JUDGE RULES AGAINST BEEF CHECKOFF
A federal judge in South Dakota has ruled that the national beef research and promotion program, known as the checkoff, is unconstitutional. U.S. District Court Judge Charles Kornmann ruled the checkoff violates cattle producers' constitutional rights by infringing on the First Amendment.
He also ordered collections for the program to stop as of July 15, 2002. Cattle producers must pay $1 per head on cattle produced in the United States. It is expected the decision will be appealed.
Kornmann ruled that cattlemen should not have to pay for commercials, which are a form of speech, if they oppose the payments.
THE ASSOCIATED PRESS quoted Steve Pilcher, executive vice president, Montana Stockgrowers Association, saying, "This is a very disappointing decision for Montana's cattle producers.
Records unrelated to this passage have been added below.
use indexmap::IndexMap;
use log::{debug, info, warn};
use serde::{Deserialize, Serialize};

use crate::constants::CANONICAL_CHROMS;
use crate::utils::{pad_chrom_prefix, trim_chr_prefix_to_upper};

/// Chromosome naming convention.
#[derive(Debug, Clone, Copy, PartialEq, Eq, Serialize, Deserialize)]
pub enum ChromStyle {
    /// `chr1`, `chrX`
    Ucsc,
    /// `1`, `X`
    Ncbi,
}

impl ChromStyle {
    pub fn of(chrom: &str) -> ChromStyle {
        if chrom.to_ascii_lowercase().starts_with("chr") {
            ChromStyle::Ucsc
        } else {
            ChromStyle::Ncbi
        }
    }

    /// (UCSC, NCBI) name counts
    pub fn tally<'a, I>(names: I) -> (usize, usize)
    where
        I: IntoIterator<Item = &'a str>,
    {
        let (mut ucsc, mut ncbi) = (0usize, 0usize);
        for name in names {
            match ChromStyle::of(name) {
                ChromStyle::Ucsc => ucsc += 1,
                ChromStyle::Ncbi => ncbi += 1,
            }
        }
        (ucsc, ncbi)
    }

    /// Majority style of a set of names; ties and empty input fall back to UCSC.
    /// Names in the minority style will not match the normalized annotation.
    pub fn detect<'a, I>(names: I) -> ChromStyle
    where
        I: IntoIterator<Item = &'a str>,
    {
        let (ucsc, ncbi) = ChromStyle::tally(names);
        let style = if ncbi > ucsc {
            ChromStyle::Ncbi
        } else {
            ChromStyle::Ucsc
        };
        if ucsc > 0 && ncbi > 0 {
            warn!(
                "Mixed chromosome naming: {} UCSC-style and {} NCBI-style names, using {:?}; \
                 the {} minority names will not match any exon",
                ucsc,
                ncbi,
                style,
                ucsc.min(ncbi)
            );
        }
        style
    }

    /// Rename `chrom` into this style. Mitochondrial names are unified to
    /// `chrM` / `MT`.
    pub fn rename(&self, chrom: &str) -> String {
        let core = trim_chr_prefix_to_upper(chrom);
        let core = match core.as_str() {
            "M" | "MT" => match self {
                ChromStyle::Ucsc => "M".to_string(),
                ChromStyle::Ncbi => "MT".to_string(),
            },
            _ => core,
        };
        match self {
            ChromStyle::Ucsc => pad_chrom_prefix(&core),
            ChromStyle::Ncbi => core,
        }
    }
}

pub fn is_canonical(chrom: &str) -> bool {
    let core = trim_chr_prefix_to_upper(chrom);
    CANONICAL_CHROMS.contains(&core.as_str())
}

/// Registry of chromosome names seen in a snapshot, in first-seen order.
#[derive(Debug, Default, Clone, Serialize, Deserialize)]
pub struct ChromMapping {
    pub name2id: IndexMap<String, u16>,
}

impl ChromMapping {
    pub fn new() -> ChromMapping {
        ChromMapping {
            name2id: IndexMap::new(),
        }
    }

    pub fn add_chrom(&mut self, chrom: &str) -> u16 {
        if let Some(idx) = self.name2id.get(chrom) {
            *idx
        } else {
            let idx = self.name2id.len() as u16;
            self.name2id.insert(chrom.to_string(), idx);
            idx
        }
    }

    pub fn get_size(&self) -> usize {
        self.name2id.len()
    }

    pub fn get_chrom_names(&self) -> Vec<String> {
        self.name2id.keys().cloned().collect()
    }

    /// Names that would be pruned by the canonical restriction.
    pub fn non_canonical(&self) -> Vec<String> {
        let dropped: Vec<String> = self
            .name2id
            .keys()
            .filter(|name| !is_canonical(name))
            .cloned()
            .collect();
        if !dropped.is_empty() {
            info!(
                "Drop {} non-canonical chromosomes from annotation",
                dropped.len()
            );
            debug!("Dropped chromosomes: {:?}", dropped);
        }
        dropped
    }
}
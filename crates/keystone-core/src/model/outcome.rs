//! Closed success/failure outcome type.
//!
//! ## Summary
//! [`Outcome`] replaces fault-based control flow: an operation that can fail
//! returns either `Success` (optionally with a value) or `Failure` carrying an
//! [`Error`]. The unit form `Outcome` stands for an operation without a payload,
//! `Outcome<T>` for one that produces a `T`.
//!
//! A failed outcome never carries a value: [`Outcome::value`] returns `None`
//! for a failure instead of panicking.

use crate::error::{CoreError, CoreResult};
use crate::model::error::Error;

/// Result of an operation: exactly one of a success payload or an [`Error`].
#[derive(Debug, Clone, PartialEq, Eq, Hash)]
#[must_use]
pub enum Outcome<T = ()> {
    Success(T),
    Failure(Error),
}

impl Outcome {
    /// Successful outcome without a payload.
    pub const fn success() -> Self {
        Self::Success(())
    }
}

impl<T> Outcome<T> {
    /// Successful outcome carrying `value`.
    pub const fn with_value(value: T) -> Self {
        Self::Success(value)
    }

    /// Failed outcome carrying `error`.
    pub const fn failure(error: Error) -> Self {
        Self::Failure(error)
    }

    /// ## Summary
    /// Builds a success from a value that may be absent.
    ///
    /// ## Errors
    /// Returns `InvalidArgument` when `value` is `None`.
    pub fn try_success(value: Option<T>) -> CoreResult<Self> {
        value
            .map(Self::Success)
            .ok_or_else(|| CoreError::invalid_argument("value", "is required for a success"))
    }

    /// ## Summary
    /// Builds a failure from an error that may be absent.
    ///
    /// ## Errors
    /// Returns `InvalidArgument` when `error` is `None`.
    pub fn try_failure(error: Option<Error>) -> CoreResult<Self> {
        error
            .map(Self::Failure)
            .ok_or_else(|| CoreError::invalid_argument("error", "is required for a failure"))
    }

    #[must_use]
    pub const fn is_success(&self) -> bool {
        matches!(self, Self::Success(_))
    }

    #[must_use]
    pub const fn is_failure(&self) -> bool {
        !self.is_success()
    }

    /// The error of a failure, `None` on success.
    #[must_use]
    pub const fn error(&self) -> Option<&Error> {
        match self {
            Self::Success(_) => None,
            Self::Failure(error) => Some(error),
        }
    }

    /// The payload of a success, `None` on failure.
    #[must_use]
    pub const fn value(&self) -> Option<&T> {
        match self {
            Self::Success(value) => Some(value),
            Self::Failure(_) => None,
        }
    }

    #[must_use]
    pub fn into_value(self) -> Option<T> {
        match self {
            Self::Success(value) => Some(value),
            Self::Failure(_) => None,
        }
    }

    #[must_use]
    pub fn into_error(self) -> Option<Error> {
        match self {
            Self::Success(_) => None,
            Self::Failure(error) => Some(error),
        }
    }

    /// ## Summary
    /// Converts into a standard `Result` so `?` can be used.
    ///
    /// ## Errors
    /// Returns the carried [`Error`] when the outcome is a failure.
    pub fn into_result(self) -> Result<T, Error> {
        match self {
            Self::Success(value) => Ok(value),
            Self::Failure(error) => Err(error),
        }
    }

    /// Transforms the success payload, leaving a failure untouched.
    pub fn map<U>(self, f: impl FnOnce(T) -> U) -> Outcome<U> {
        match self {
            Self::Success(value) => Outcome::Success(f(value)),
            Self::Failure(error) => Outcome::Failure(error),
        }
    }

    /// Chains another fallible step after a success.
    pub fn and_then<U>(self, f: impl FnOnce(T) -> Outcome<U>) -> Outcome<U> {
        match self {
            Self::Success(value) => f(value),
            Self::Failure(error) => Outcome::Failure(error),
        }
    }
}

impl<T> From<Error> for Outcome<T> {
    fn from(error: Error) -> Self {
        Self::Failure(error)
    }
}

impl<T> From<Result<T, Error>> for Outcome<T> {
    fn from(result: Result<T, Error>) -> Self {
        match result {
            Ok(value) => Self::Success(value),
            Err(error) => Self::Failure(error),
        }
    }
}

impl<T> From<Outcome<T>> for Result<T, Error> {
    fn from(outcome: Outcome<T>) -> Self {
        outcome.into_result()
    }
}
pub mod text;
We are looking forward to a speedy and successful appeal of this decision, but in the meantime are concerned that the judge clearly didn't understand how critical the beef checkoff is to the future of our beef businesses."
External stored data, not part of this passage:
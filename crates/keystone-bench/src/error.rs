use thiserror::Error;

/// Bench harness errors
#[derive(Error, Debug)]
pub enum BenchError {
    #[error("Invalid configuration: {0}")]
    InvalidConfiguration(String),

    #[error(transparent)]
    CoreError(#[from] keystone_core::error::CoreError),
}

pub type BenchResult<T> = std::result::Result<T, BenchError>;
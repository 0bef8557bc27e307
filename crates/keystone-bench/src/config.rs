use anyhow::Result;
use config::Config;
use serde::Deserialize;

use crate::error::BenchError;

#[derive(Debug, Clone, Deserialize)]
pub struct Settings {
    pub logging: LoggingConfig,
    pub bench: BenchConfig,
}

#[derive(Debug, Clone, Deserialize)]
pub struct LoggingConfig {
    pub level: String,
}

#[derive(Debug, Clone, Deserialize)]
pub struct BenchConfig {
    pub iterations: u32,
    pub warmup_iterations: u32,
}

impl Settings {
    /// ## Summary
    /// Loads configuration from environment variables and an optional
    /// `config.toml`, falling back to built-in defaults.
    /// Nested keys use a double underscore, e.g. `BENCH__WARMUP_ITERATIONS`.
    ///
    /// ## Errors
    /// Returns an error if building the configuration, deserializing it, or
    /// validating it fails.
    pub fn load() -> Result<Self> {
        let settings = Config::builder()
            .set_default("logging.level", "info")?
            .set_default("bench.iterations", 100_000)?
            .set_default("bench.warmup_iterations", 1_000)?
            .add_source(
                config::Environment::default()
                    .convert_case(config::Case::Snake)
                    .separator("__")
                    .ignore_empty(true)
                    .try_parsing(true),
            )
            .add_source(config::File::with_name("config.toml").required(false))
            .build()?
            .try_deserialize::<Self>()?;

        settings.validate()?;
        Ok(settings)
    }

    /// ## Summary
    /// Checks values the type system cannot express.
    ///
    /// ## Errors
    /// Returns `InvalidConfiguration` when `bench.iterations` is zero or the
    /// log level is blank.
    pub fn validate(&self) -> Result<(), BenchError> {
        if self.bench.iterations == 0 {
            return Err(BenchError::InvalidConfiguration(
                "bench.iterations must be greater than zero".to_string(),
            ));
        }
        if keystone_core::util::text::is_blank(&self.logging.level) {
            return Err(BenchError::InvalidConfiguration(
                "logging.level cannot be empty".to_string(),
            ));
        }
        Ok(())
    }
}

/// ## Summary
/// Loads configuration from environment variables and `.env` file.
///
/// ## Errors
/// Returns an error if loading or deserializing the configuration fails.
pub fn load_config() -> Result<Settings> {
    dotenvy::dotenv().ok();

    Settings::load()
}
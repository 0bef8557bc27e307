//! Keystone value model - integration test support.
//!
//! This crate re-exports the core crate so integration tests can use
//! `keystone_test::` paths.

pub mod component {
    pub use keystone_core::*;
}
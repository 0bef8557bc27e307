//! Command-line arguments for the bench binary.

use clap::Parser;

use crate::config::Settings;

/// Compare unwind-based and outcome-based control flow.
#[derive(Parser, Debug)]
#[command(name = "keystone-bench")]
#[command(about = "Time unwind-based against outcome-based control flow")]
pub struct Cli {
    /// Scenarios to run, by name (case-insensitive). Runs all when omitted.
    #[arg(value_name = "SCENARIO")]
    pub scenarios: Vec<String>,

    /// Measured iterations per scenario, overriding `bench.iterations`.
    #[arg(long, short = 'n')]
    pub iterations: Option<u32>,

    /// Warmup iterations per scenario, overriding `bench.warmup_iterations`.
    #[arg(long, short = 'w')]
    pub warmup_iterations: Option<u32>,

    /// Log filter, overriding `logging.level`.
    #[arg(long, short = 'l')]
    pub log_level: Option<String>,
}

impl Cli {
    /// Applies the command-line overrides on top of loaded settings.
    pub fn apply(&self, settings: &mut Settings) {
        if let Some(iterations) = self.iterations {
            settings.bench.iterations = iterations;
        }
        if let Some(warmup) = self.warmup_iterations {
            settings.bench.warmup_iterations = warmup;
        }
        if let Some(level) = &self.log_level {
            settings.logging.level.clone_from(level);
        }
    }
}
//! Value-model primitives: structured errors, success/failure outcomes and
//! strongly-typed enumerations.

pub mod error;
mod macros;
pub mod model;
pub mod util;

pub use model::enumeration::{CaseSensitivity, Enumeration, EnumerationBase};
pub use model::error::Error;
pub use model::outcome::Outcome;

#[doc(hidden)]
pub mod __private {
    pub use serde;
}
Agriculture Secretary Ann M. Veneman said she was disappointed in the ruling. USDA "regards such programs, when properly administered, as effective tools for market enhancement." Her statement continued, "The beef promotion program in particular has helped beef demand to increase and has contributed to increased U.S. beef exports. These results have led to support for the program by a majority of beef producers."
She said USDA officials are consulting with the Department of Justice to ""determine next steps.""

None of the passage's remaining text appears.